== Data extract ==
━━━━━━━━━━
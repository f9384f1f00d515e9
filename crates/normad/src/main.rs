//! normad - task orchestration daemon.
//!
//! Main entry point for the orchestrator binary.

use mimalloc::MiMalloc;
use normad::Daemon;
use tracing::error;
use tracing_subscriber::{fmt, EnvFilter};

#[global_allocator]
static GLOBAL: MiMalloc = MiMalloc;

fn main() {
    fmt()
        .with_env_filter(
            EnvFilter::try_from_default_env().unwrap_or_else(|_| EnvFilter::new("info")),
        )
        .init();

    let repo_root = match std::env::current_dir() {
        Ok(dir) => dir,
        Err(e) => {
            error!("failed to resolve current directory: {}", e);
            std::process::exit(1);
        }
    };

    let runtime = tokio::runtime::Builder::new_multi_thread()
        .enable_all()
        .build()
        .expect("failed to create tokio runtime");

    let exit_code = runtime.block_on(async {
        match Daemon::new(&repo_root).await {
            Ok(daemon) => {
                let daemon_ref = &daemon;
                tokio::select! {
                    result = daemon.run() => {
                        if let Err(e) = result {
                            error!("normad error: {}", e);
                            return e.exit_code();
                        }
                        0
                    }
                    _ = tokio::signal::ctrl_c() => {
                        tracing::info!("received SIGINT");
                        daemon_ref.shutdown();
                        0
                    }
                }
            }
            Err(e) => {
                error!("failed to initialize normad: {}", e);
                e.exit_code()
            }
        }
    });

    std::process::exit(exit_code);
}
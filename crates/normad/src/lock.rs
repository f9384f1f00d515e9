//! Run Lock (C10): a single exclusive file lock enforcing the WIP limit of
//! one in-progress run at a time.
//!
//! Lock first, write the pid only after the lock is held — a failed lock
//! attempt must never clobber another holder's pid file.

use fs2::FileExt;
use std::fs::{File, OpenOptions};
use std::io::Write;
use std::path::{Path, PathBuf};
use thiserror::Error;

#[derive(Debug, Error)]
pub enum LockError {
    #[error("io error: {0}")]
    Io(#[from] std::io::Error),
    #[error("lock already held")]
    AlreadyHeld,
}

pub type Result<T> = std::result::Result<T, LockError>;

/// Held exclusive lock on `<norma_dir>/locks/run.lock`. Dropping this value
/// releases the lock.
pub struct RunLock {
    file: File,
    path: PathBuf,
}

impl RunLock {
    fn lock_path(norma_dir: &Path) -> PathBuf {
        norma_dir.join("locks/run.lock")
    }

    fn open(norma_dir: &Path) -> Result<(File, PathBuf)> {
        let path = Self::lock_path(norma_dir);
        if let Some(parent) = path.parent() {
            std::fs::create_dir_all(parent)?;
        }
        let file = OpenOptions::new()
            .write(true)
            .create(true)
            .truncate(false)
            .open(&path)?;
        Ok((file, path))
    }

    /// Block until the lock is acquired.
    pub fn acquire(norma_dir: &Path) -> Result<Self> {
        let (file, path) = Self::open(norma_dir)?;
        file.lock_exclusive()?;
        Self::write_pid(&file)?;
        Ok(Self { file, path })
    }

    /// Acquire without blocking; returns `Err(LockError::AlreadyHeld)` if
    /// another process holds the lock.
    pub fn try_acquire(norma_dir: &Path) -> Result<Self> {
        let (file, path) = Self::open(norma_dir)?;
        match file.try_lock_exclusive() {
            Ok(()) => {
                Self::write_pid(&file)?;
                Ok(Self { file, path })
            }
            Err(e) if e.kind() == std::io::ErrorKind::WouldBlock => Err(LockError::AlreadyHeld),
            Err(e) => Err(LockError::Io(e)),
        }
    }

    fn write_pid(file: &File) -> Result<()> {
        let mut file = file;
        file.set_len(0)?;
        use std::io::Seek;
        file.seek(std::io::SeekFrom::Start(0))?;
        write!(file, "{}", std::process::id())?;
        file.flush()?;
        Ok(())
    }

    pub fn path(&self) -> &Path {
        &self.path
    }
}

impl Drop for RunLock {
    fn drop(&mut self) {
        FileExt::unlock(&self.file).ok();
    }
}
impl<'a> PdcaController<'a> {
    pub fn new(executor: &'a StepExecutor<'a>) -> Self {
        Self { executor }
    }

    /// Run the PDCA cycle for `task` within `run` until it reaches `terminal`.
    /// `run.iteration`/`run.current_step_index` are advanced in place so the
    /// caller can persist progress after every step if it wants to; the
    /// returned [`PdcaOutcome`] reflects their final values.
    pub async fn run(
        &self,
        run: &mut Run,
        task: &Task,
        task_state: &mut TaskState,
        max_iterations: u32,
        cancel: &CancellationToken,
    ) -> Result<PdcaOutcome> {
        let mut latest_check_verdict = latest_check_verdict(task_state);
        let mut latest_decision = latest_act_decision(task_state);
        let mut first_iteration = true;

        loop {
            if run.iteration > max_iterations {
                return Ok(self.terminal_budget_exhausted(run, latest_check_verdict, latest_decision));
            }

            let start = if first_iteration { starting_stage(task, task_state) } else { Role::Plan };
            first_iteration = false;

            if role_rank(start) <= role_rank(Role::Plan) {
                if self.run_role(run, task, task_state, Role::Plan, cancel).await?.is_none() {
                    return Ok(self.terminal(run, latest_check_verdict, latest_decision));
                }
            }
            if role_rank(start) <= role_rank(Role::Do) {
                if self.run_role(run, task, task_state, Role::Do, cancel).await?.is_none() {
                    return Ok(self.terminal(run, latest_check_verdict, latest_decision));
                }
            }
            if role_rank(start) <= role_rank(Role::Check) {
                match self.run_role(run, task, task_state, Role::Check, cancel).await? {
                    Some(outcome) => {
                        if let Some(RoleOutputBlock::Check(check_output)) = &outcome.response.output {
                            latest_check_verdict = Some(verdict_of(check_output));
                        }
                    }
                    None => return Ok(self.terminal(run, latest_check_verdict, latest_decision)),
                }
            }
            match self.run_role(run, task, task_state, Role::Act, cancel).await? {
                Some(outcome) => {
                    if let Some(RoleOutputBlock::Act(act_output)) = &outcome.response.output {
                        latest_decision = Some(act_output.decision);
                    }
                }
                None => return Ok(self.terminal(run, latest_check_verdict, latest_decision)),
            }

            if latest_decision == Some(Decision::Close) {
                return Ok(self.terminal(run, latest_check_verdict, latest_decision));
            }
            run.iteration += 1;
        }
    }

    /// Execute one role step. `Ok(None)` means the step escalated (agent
    /// returned a non-ok status, or otherwise failed) and the caller should
    /// terminate; `Err` is a hard execution error that propagates to the
    /// Loop Controller.
    async fn run_role(
        &self,
        run: &mut Run,
        task: &Task,
        task_state: &mut TaskState,
        role: Role,
        cancel: &CancellationToken,
    ) -> Result<Option<crate::step_executor::StepOutcome>> {
        match self.executor.execute(run, task, task_state, role, cancel).await {
            Ok(outcome) => {
                run.current_step_index = outcome.step.step_index;
                Ok(Some(outcome))
            }
            Err(StepError::StepFailed { step, reason, .. }) => {
                run.current_step_index = step.step_index;
                self.emit_escalated(&run.id, &reason).await;
                Ok(None)
            }
            Err(e) => Err(e),
        }
    }

    /// Best-effort event append for a step escalation (Section 7): never
    /// fails the caller, since the step's `fail` row is already committed.
    async fn emit_escalated(&self, run_id: &norma_core::Id, reason: &str) {
        let seq = match self.executor.store.next_event_seq(run_id).await {
            Ok(seq) => seq,
            Err(e) => {
                tracing::warn!(error = %e, "failed to allocate event seq for escalation");
                return;
            }
        };
        let event = event_from_payload(
            run_id.clone(),
            seq,
            "step escalated".to_string(),
            EventPayload::Escalated(EscalatedPayload { run_id: run_id.clone(), reason: reason.to_string() }),
        );
        if let Err(e) = self.executor.store.append_event(&event).await {
            tracing::warn!(error = %e, "failed to append escalation event");
        }
    }

    fn terminal(&self, run: &Run, verdict: Option<Verdict>, decision: Option<Decision>) -> PdcaOutcome {
        let effective = effective_verdict(verdict, decision);
        PdcaOutcome {
            status: status_for(effective),
            verdict: effective,
            final_iteration: run.iteration,
            final_step_index: run.current_step_index,
        }
    }

    /// Terminal outcome for `max_iterations` exhaustion (Section 4.8): always
    /// `stopped`, regardless of the last Check verdict — unlike the
    /// decision==close/escalation paths, a budget cutoff is not itself a
    /// verdict on the work. The verdict field still carries the last Check
    /// outcome, if any, for the terminal event's record.
    fn terminal_budget_exhausted(
        &self,
        run: &Run,
        verdict: Option<Verdict>,
        decision: Option<Decision>,
    ) -> PdcaOutcome {
        PdcaOutcome {
            status: RunStatus::Stopped,
            verdict: effective_verdict(verdict, decision),
            final_iteration: run.iteration,
            final_step_index: run.current_step_index,
        }
    }
}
━━━━━━━━━━
In the data above, find each line where the string "true" appears, then copy it.

            .write(true)
            .create(true)
        let mut first_iteration = true;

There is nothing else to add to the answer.